* Collected data:

::::

//! JSON output types for the `--json` flag.
//!
//! Field names are stable so scripts can consume them.

use anyhow::{Context, Result};
use chanpack_template::{ChannelDescriptor, PackingTemplate, Plane};
use serde::{Deserialize, Serialize};

/// One template plane and where its data came from.
#[derive(Debug, Clone, Serialize, Deserialize, PartialEq)]
pub struct PlaneRecord {
    /// Plane key (R, G, B, A).
    pub plane: String,
    /// Semantic type assigned to the plane.
    pub semantic_type: String,
    /// Default fill value.
    pub default: f64,
    /// Source file, or `None` when the default was used.
    #[serde(skip_serializing_if = "Option::is_none")]
    pub source: Option<String>,
}

impl PlaneRecord {
    pub fn new(plane: Plane, channel: &ChannelDescriptor, source: Option<String>) -> Self {
        Self {
            plane: plane.to_string(),
            semantic_type: channel.semantic_type().to_string(),
            default: channel.default_value(),
            source,
        }
    }
}

/// Result of `chanpack pack --json`.
#[derive(Debug, Clone, Serialize, Deserialize, PartialEq)]
pub struct PackOutput {
    pub template: String,
    pub output: String,
    pub width: u32,
    pub height: u32,
    /// `RGB` or `RGBA`.
    pub layout: String,
    pub planes: Vec<PlaneRecord>,
    /// BLAKE3 hash of the written PNG; absent for other formats.
    #[serde(skip_serializing_if = "Option::is_none")]
    pub hash: Option<String>,
}

/// One file written by `chanpack unpack`.
#[derive(Debug, Clone, Serialize, Deserialize, PartialEq, Eq)]
pub struct UnpackedFile {
    pub name: String,
    pub path: String,
}

/// Result of `chanpack unpack --json`.
#[derive(Debug, Clone, Serialize, Deserialize, PartialEq, Eq)]
pub struct UnpackOutput {
    pub template: String,
    pub input: String,
    pub width: u32,
    pub height: u32,
    pub files: Vec<UnpackedFile>,
}

/// Template summary for `template list` and `template show`.
#[derive(Debug, Clone, Serialize, Deserialize, PartialEq)]
pub struct TemplateRecord {
    pub name: String,
    pub description: String,
    pub rgba: bool,
    pub channels: Vec<PlaneRecord>,
    /// File the template was loaded from; absent for built-ins.
    #[serde(skip_serializing_if = "Option::is_none")]
    pub path: Option<String>,
}

impl TemplateRecord {
    pub fn new(template: &PackingTemplate, path: Option<String>) -> Self {
        Self {
            name: template.name().to_string(),
            description: template.description().to_string(),
            rgba: template.is_rgba(),
            channels: template
                .used_channels()
                .map(|(plane, channel)| PlaneRecord::new(plane, channel, None))
                .collect(),
            path,
        }
    }
}

/// A template file that failed to load during discovery.
#[derive(Debug, Clone, Serialize, Deserialize, PartialEq, Eq)]
pub struct InvalidTemplateRecord {
    pub path: String,
    pub error: String,
}

/// Result of `chanpack template list --json`.
#[derive(Debug, Clone, Serialize, Deserialize, PartialEq)]
pub struct TemplateListOutput {
    pub templates: Vec<TemplateRecord>,
    #[serde(skip_serializing_if = "Vec::is_empty", default)]
    pub invalid: Vec<InvalidTemplateRecord>,
}

/// Result of `chanpack template validate --json`.
#[derive(Debug, Clone, Serialize, Deserialize, PartialEq, Eq)]
pub struct ValidateOutput {
    pub path: String,
    pub valid: bool,
    #[serde(skip_serializing_if = "Option::is_none")]
    pub error: Option<String>,
}

/// One row of `chanpack channels --json`.
#[derive(Debug, Clone, Serialize, Deserialize, PartialEq)]
pub struct ChannelRecord {
    pub semantic_type: String,
    pub label: String,
    pub default: f64,
}

/// Prints a value as pretty JSON on stdout.
pub fn print_json<T: Serialize>(value: &T) -> Result<()> {
    let json = serde_json::to_string_pretty(value).context("failed to serialize JSON output")?;
    println!("{}", json);
    Ok(())
}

::::

* WORK TASK:
Nothing should appear in the output except the lines from the one with "JSON on stdout." through the end of the records above, copied exactly.

* FINISHED EXERCISE:
/// Prints a value as pretty JSON on stdout.
pub fn print_json<T: Serialize>(value: &T) -> Result<()> {
    let json = serde_json::to_string_pretty(value).context("failed to serialize JSON output")?;
    println!("{}", json);
    Ok(())
}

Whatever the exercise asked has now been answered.